Увлеченная такой непостижимой периодичностью, Оксана проделала такой эксперимент: подождала, пока стрелка часов покажет полсекунды до десяти и сама себе сказала: «Раз» – «фонарик» включился в тот самый миг, когда стрелка часов выровнялась. Каждое утро Оксана ждала, что «фокус не удастся». Но «фонарик включался»! И долгая, тягучая до дурноты боль заполняла грудь.

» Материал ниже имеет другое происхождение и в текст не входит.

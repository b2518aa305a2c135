//! Building blocks shared by the denoising networks and the latent decoder.
use tch::{nn, nn::Module, Device, Kind, Tensor};

fn conv3x3(vs: nn::Path, in_channels: i64, out_channels: i64, stride: i64) -> nn::Conv2D {
    let config = nn::ConvConfig { stride, padding: 1, ..Default::default() };
    nn::conv2d(vs, in_channels, out_channels, 3, config)
}

pub(crate) fn conv1x1(vs: nn::Path, in_channels: i64, out_channels: i64) -> nn::Conv2D {
    nn::conv2d(vs, in_channels, out_channels, 1, Default::default())
}

pub(crate) fn group_norm(vs: nn::Path, channels: i64, eps: f64) -> nn::GroupNorm {
    let config = nn::GroupNormConfig { eps, affine: true, ..Default::default() };
    nn::group_norm(vs, 32, channels, config)
}

/// Sinusoidal timestep features followed by a two layer MLP, cosines first.
#[derive(Debug)]
pub(crate) struct TimeEmbedding {
    channels: i64,
    linear_1: nn::Linear,
    linear_2: nn::Linear,
}

impl TimeEmbedding {
    pub fn new(vs: nn::Path, channels: i64, embed_dim: i64) -> Self {
        let linear_1 = nn::linear(&vs / "linear_1", channels, embed_dim, Default::default());
        let linear_2 = nn::linear(&vs / "linear_2", embed_dim, embed_dim, Default::default());
        Self { channels, linear_1, linear_2 }
    }

    pub fn forward(&self, timestep: f64, bsize: i64, device: Device) -> Tensor {
        let half = self.channels / 2;
        let freqs = (Tensor::arange(half, (Kind::Float, device)) * (-f64::ln(10000.) / half as f64))
            .exp()
            .unsqueeze(0);
        let args = Tensor::full([bsize, 1], timestep, (Kind::Float, device)) * freqs;
        Tensor::cat(&[args.cos(), args.sin()], -1)
            .apply(&self.linear_1)
            .silu()
            .apply(&self.linear_2)
    }
}

/// Two normalized 3x3 convolutions with an optional timestep modulation and
/// a residual connection.
#[derive(Debug)]
pub(crate) struct ResBlock {
    norm1: nn::GroupNorm,
    conv1: nn::Conv2D,
    norm2: nn::GroupNorm,
    conv2: nn::Conv2D,
    time_emb_proj: Option<nn::Linear>,
    conv_shortcut: Option<nn::Conv2D>,
}

impl ResBlock {
    pub fn new(
        vs: nn::Path,
        in_channels: i64,
        out_channels: i64,
        temb_channels: Option<i64>,
        eps: f64,
    ) -> Self {
        let conv_shortcut = (in_channels != out_channels)
            .then(|| conv1x1(&vs / "conv_shortcut", in_channels, out_channels));
        let time_emb_proj = temb_channels
            .map(|c| nn::linear(&vs / "time_emb_proj", c, out_channels, Default::default()));
        Self {
            norm1: group_norm(&vs / "norm1", in_channels, eps),
            conv1: conv3x3(&vs / "conv1", in_channels, out_channels, 1),
            norm2: group_norm(&vs / "norm2", out_channels, eps),
            conv2: conv3x3(&vs / "conv2", out_channels, out_channels, 1),
            time_emb_proj,
            conv_shortcut,
        }
    }

    pub fn forward(&self, xs: &Tensor, temb: Option<&Tensor>) -> Tensor {
        let residual = match &self.conv_shortcut {
            Some(conv) => xs.apply(conv),
            None => xs.shallow_clone(),
        };
        let mut h = xs.apply(&self.norm1).silu().apply(&self.conv1);
        if let (Some(temb), Some(proj)) = (temb, &self.time_emb_proj) {
            h = h + temb.silu().apply(proj).unsqueeze(-1).unsqueeze(-1);
        }
        residual + h.apply(&self.norm2).silu().apply(&self.conv2)
    }
}

/// Stride 2 convolution.
#[derive(Debug)]
pub(crate) struct Downsample {
    conv: nn::Conv2D,
}

impl Downsample {
    pub fn new(vs: nn::Path, channels: i64) -> Self {
        Self { conv: conv3x3(&vs / "conv", channels, channels, 2) }
    }
}

impl Module for Downsample {
    fn forward(&self, xs: &Tensor) -> Tensor {
        xs.apply(&self.conv)
    }
}

/// Nearest neighbour upsampling followed by a 3x3 convolution.
#[derive(Debug)]
pub(crate) struct Upsample {
    conv: nn::Conv2D,
}

impl Upsample {
    pub fn new(vs: nn::Path, channels: i64) -> Self {
        Self { conv: conv3x3(&vs / "conv", channels, channels, 1) }
    }

    /// Doubles the spatial size unless an explicit `(height, width)` is given.
    pub fn forward(&self, xs: &Tensor, size: Option<(i64, i64)>) -> Tensor {
        let (h, w) = size.unwrap_or_else(|| {
            let s = xs.size();
            (2 * s[2], 2 * s[3])
        });
        xs.upsample_nearest2d([h, w], None, None).apply(&self.conv)
    }
}

#[derive(Debug)]
struct CrossAttention {
    to_q: nn::Linear,
    to_k: nn::Linear,
    to_v: nn::Linear,
    to_out: nn::Linear,
    heads: i64,
    scale: f64,
    slice_size: Option<i64>,
}

impl CrossAttention {
    fn new(
        vs: nn::Path,
        query_dim: i64,
        context_dim: i64,
        heads: i64,
        slice_size: Option<i64>,
    ) -> Self {
        let no_bias = nn::LinearConfig { bias: false, ..Default::default() };
        let head_dim = query_dim / heads;
        Self {
            to_q: nn::linear(&vs / "to_q", query_dim, query_dim, no_bias),
            to_k: nn::linear(&vs / "to_k", context_dim, query_dim, no_bias),
            to_v: nn::linear(&vs / "to_v", context_dim, query_dim, no_bias),
            to_out: nn::linear(&vs / "to_out" / 0, query_dim, query_dim, Default::default()),
            heads,
            scale: 1. / (head_dim as f64).sqrt(),
            slice_size,
        }
    }

    // (b, n, h * d) -> (b * h, n, d)
    fn split_heads(&self, xs: &Tensor) -> Tensor {
        let s = xs.size();
        xs.reshape([s[0], s[1], self.heads, s[2] / self.heads])
            .permute([0, 2, 1, 3])
            .reshape([s[0] * self.heads, s[1], s[2] / self.heads])
    }

    // (b * h, n, d) -> (b, n, h * d)
    fn merge_heads(&self, xs: &Tensor) -> Tensor {
        let s = xs.size();
        xs.reshape([s[0] / self.heads, self.heads, s[1], s[2]])
            .permute([0, 2, 1, 3])
            .reshape([s[0] / self.heads, s[1], s[2] * self.heads])
    }

    fn attend(&self, q: &Tensor, k: &Tensor, v: &Tensor) -> Tensor {
        q.matmul(&(k.transpose(-1, -2) * self.scale)).softmax(-1, Kind::Float).matmul(v)
    }

    fn forward(&self, xs: &Tensor, context: Option<&Tensor>) -> Tensor {
        let context = context.unwrap_or(xs);
        let q = self.split_heads(&xs.apply(&self.to_q));
        let k = self.split_heads(&context.apply(&self.to_k));
        let v = self.split_heads(&context.apply(&self.to_v));
        let out = match self.slice_size {
            // Processes a few heads at a time to bound the size of the
            // attention matrix.
            Some(size) if size > 0 && q.size()[0] > size => {
                let slices: Vec<Tensor> = q
                    .split(size, 0)
                    .iter()
                    .zip(k.split(size, 0).iter())
                    .zip(v.split(size, 0).iter())
                    .map(|((q, k), v)| self.attend(q, k, v))
                    .collect();
                Tensor::cat(&slices, 0)
            }
            _ => self.attend(&q, &k, &v),
        };
        self.merge_heads(&out).apply(&self.to_out)
    }
}

// GEGLU projection followed by the output layer.
#[derive(Debug)]
struct FeedForward {
    proj: nn::Linear,
    out: nn::Linear,
}

impl FeedForward {
    fn new(vs: nn::Path, dim: i64) -> Self {
        let inner = 4 * dim;
        let vs = &vs / "net";
        Self {
            proj: nn::linear(&vs / 0 / "proj", dim, 2 * inner, Default::default()),
            out: nn::linear(&vs / 2, inner, dim, Default::default()),
        }
    }
}

impl Module for FeedForward {
    fn forward(&self, xs: &Tensor) -> Tensor {
        let chunks = xs.apply(&self.proj).chunk(2, -1);
        (&chunks[0] * chunks[1].gelu("none")).apply(&self.out)
    }
}

#[derive(Debug)]
struct TransformerBlock {
    norm1: nn::LayerNorm,
    attn1: CrossAttention,
    norm2: nn::LayerNorm,
    attn2: CrossAttention,
    norm3: nn::LayerNorm,
    ff: FeedForward,
}

impl TransformerBlock {
    fn new(vs: nn::Path, dim: i64, heads: i64, context_dim: i64, slice: Option<i64>) -> Self {
        let norm = |name: &str| nn::layer_norm(&vs / name, vec![dim], Default::default());
        Self {
            norm1: norm("norm1"),
            attn1: CrossAttention::new(&vs / "attn1", dim, dim, heads, slice),
            norm2: norm("norm2"),
            attn2: CrossAttention::new(&vs / "attn2", dim, context_dim, heads, slice),
            norm3: norm("norm3"),
            ff: FeedForward::new(&vs / "ff", dim),
        }
    }

    fn forward(&self, xs: &Tensor, context: &Tensor) -> Tensor {
        let xs = self.attn1.forward(&xs.apply(&self.norm1), None) + xs;
        let xs = self.attn2.forward(&xs.apply(&self.norm2), Some(context)) + xs;
        xs.apply(&self.norm3).apply(&self.ff) + xs
    }
}

#[derive(Debug)]
enum Projection {
    Conv(nn::Conv2D),
    Linear(nn::Linear),
}

/// Options of the attention layers conditioned on the text embeddings.
#[derive(Debug, Clone, Copy)]
pub(crate) struct AttentionConfig {
    pub heads: i64,
    pub context_dim: i64,
    pub slice_size: Option<i64>,
    pub use_linear_projection: bool,
}

/// Self attention and cross attention over the spatial positions of a
/// feature map.
#[derive(Debug)]
pub(crate) struct SpatialTransformer {
    norm: nn::GroupNorm,
    proj_in: Projection,
    block: TransformerBlock,
    proj_out: Projection,
}

impl SpatialTransformer {
    pub fn new(vs: nn::Path, channels: i64, config: AttentionConfig) -> Self {
        let projection = |name: &str| {
            if config.use_linear_projection {
                Projection::Linear(nn::linear(&vs / name, channels, channels, Default::default()))
            } else {
                Projection::Conv(conv1x1(&vs / name, channels, channels))
            }
        };
        let block = TransformerBlock::new(
            &vs / "transformer_blocks" / 0,
            channels,
            config.heads,
            config.context_dim,
            config.slice_size,
        );
        Self {
            norm: group_norm(&vs / "norm", channels, 1e-6),
            proj_in: projection("proj_in"),
            block,
            proj_out: projection("proj_out"),
        }
    }

    pub fn forward(&self, xs: &Tensor, context: &Tensor) -> Tensor {
        let s = xs.size();
        let (b, c, h, w) = (s[0], s[1], s[2], s[3]);
        let to_seq = |xs: Tensor| xs.permute([0, 2, 3, 1]).reshape([b, h * w, c]);
        let to_map = |xs: Tensor| xs.reshape([b, h, w, c]).permute([0, 3, 1, 2]);
        let hs = xs.apply(&self.norm);
        let hs = match &self.proj_in {
            Projection::Conv(p) => to_seq(hs.apply(p)),
            Projection::Linear(p) => to_seq(hs).apply(p),
        };
        let hs = self.block.forward(&hs, context);
        let hs = match &self.proj_out {
            Projection::Conv(p) => to_map(hs).apply(p),
            Projection::Linear(p) => to_map(hs.apply(p)),
        };
        hs + xs
    }
}

/// Single head self attention used in the middle of the latent decoder.
#[derive(Debug)]
pub(crate) struct SelfAttention {
    group_norm: nn::GroupNorm,
    query: nn::Linear,
    key: nn::Linear,
    value: nn::Linear,
    proj_attn: nn::Linear,
}

impl SelfAttention {
    pub fn new(vs: nn::Path, channels: i64) -> Self {
        let linear = |name: &str| nn::linear(&vs / name, channels, channels, Default::default());
        Self {
            group_norm: group_norm(&vs / "group_norm", channels, 1e-6),
            query: linear("query"),
            key: linear("key"),
            value: linear("value"),
            proj_attn: linear("proj_attn"),
        }
    }
}

impl Module for SelfAttention {
    fn forward(&self, xs: &Tensor) -> Tensor {
        let s = xs.size();
        let (b, c, h, w) = (s[0], s[1], s[2], s[3]);
        let hs = xs.apply(&self.group_norm).reshape([b, c, h * w]).transpose(1, 2);
        let q = hs.apply(&self.query);
        let k = hs.apply(&self.key);
        let v = hs.apply(&self.value);
        let weights = (q.matmul(&k.transpose(1, 2)) / (c as f64).sqrt()).softmax(-1, Kind::Float);
        let hs = weights.matmul(&v).apply(&self.proj_attn).transpose(1, 2).reshape([b, c, h, w]);
        hs + xs
    }
}

#[cfg(test)]
mod tests {
    use super::*;

    #[test]
    fn time_embedding_shape() {
        let vs = nn::VarStore::new(Device::Cpu);
        let embedding = TimeEmbedding::new(vs.root() / "time_embedding", 32, 128);
        let emb = embedding.forward(951., 2, Device::Cpu);
        assert_eq!(emb.size(), [2, 128]);
        let names: Vec<_> = vs.variables().into_keys().collect();
        assert!(names.contains(&"time_embedding.linear_1.weight".to_string()));
    }

    #[test]
    fn sliced_attention_matches_full_attention() {
        let vs = nn::VarStore::new(Device::Cpu);
        let config =
            AttentionConfig { heads: 4, context_dim: 16, slice_size: None, use_linear_projection: false };
        let full = SpatialTransformer::new(vs.root() / "attn", 64, config);
        let mut sliced_vs = nn::VarStore::new(Device::Cpu);
        let sliced = SpatialTransformer::new(
            sliced_vs.root() / "attn",
            64,
            AttentionConfig { slice_size: Some(2), ..config },
        );
        sliced_vs.copy(&vs).unwrap();
        let xs = Tensor::randn([2, 64, 4, 4], tch::kind::FLOAT_CPU);
        let context = Tensor::randn([2, 7, 16], tch::kind::FLOAT_CPU);
        let diff = (full.forward(&xs, &context) - sliced.forward(&xs, &context)).abs().max();
        assert!(diff.double_value(&[]) < 1e-4);
    }

    #[test]
    fn up_and_down_sampling() {
        let vs = nn::VarStore::new(Device::Cpu);
        let down = Downsample::new(vs.root() / "down", 32);
        let up = Upsample::new(vs.root() / "up", 32);
        let xs = Tensor::randn([1, 32, 8, 6], tch::kind::FLOAT_CPU);
        let ys = xs.apply(&down);
        assert_eq!(ys.size(), [1, 32, 4, 3]);
        assert_eq!(up.forward(&ys, None).size(), [1, 32, 8, 6]);
        assert_eq!(up.forward(&ys, Some((7, 5))).size(), [1, 32, 7, 5]);
    }
}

Потом она догадалась: все происходит из-за того, что в ней прочно засела память о ТОМ дне – дне побега. Это она включает боль, не отпускает, высасывает из Оксаны все жизненные соки.

Но освободиться от тех воспоминаний Оксана не могла и не хотела. Наоборот, каждую ночь, перед тем, как заснуть, делала такое упражнение: старательно восстанавливала в воображении все детали своего отъезда, пыталась привыкнуть к этим деталям и таким образом сделать их обыденными, обычными «проходными».

Изучая свою странную болезнь, Оксана как-то наткнулась на советы психолога, в которых четко говорилось: чтобы избавиться от каких-то проблем, нужно «измельчить их на крошечные кусочки и проглотить – раз и навсегда». А те люди, которые искусственным образом запрещают себе вспоминать о чем-то неприятном, ставя дамбы и плотины на пути неприятных воспоминаний – только искусственным путем заталкивают их глубже в подсознание. А потом все всплывает на поверхность в самый неподходящий момент. Плотина прорывается страшным и неудержимым наводнением. Поэтому Оксана каждый день перед сном оживляла эту картину…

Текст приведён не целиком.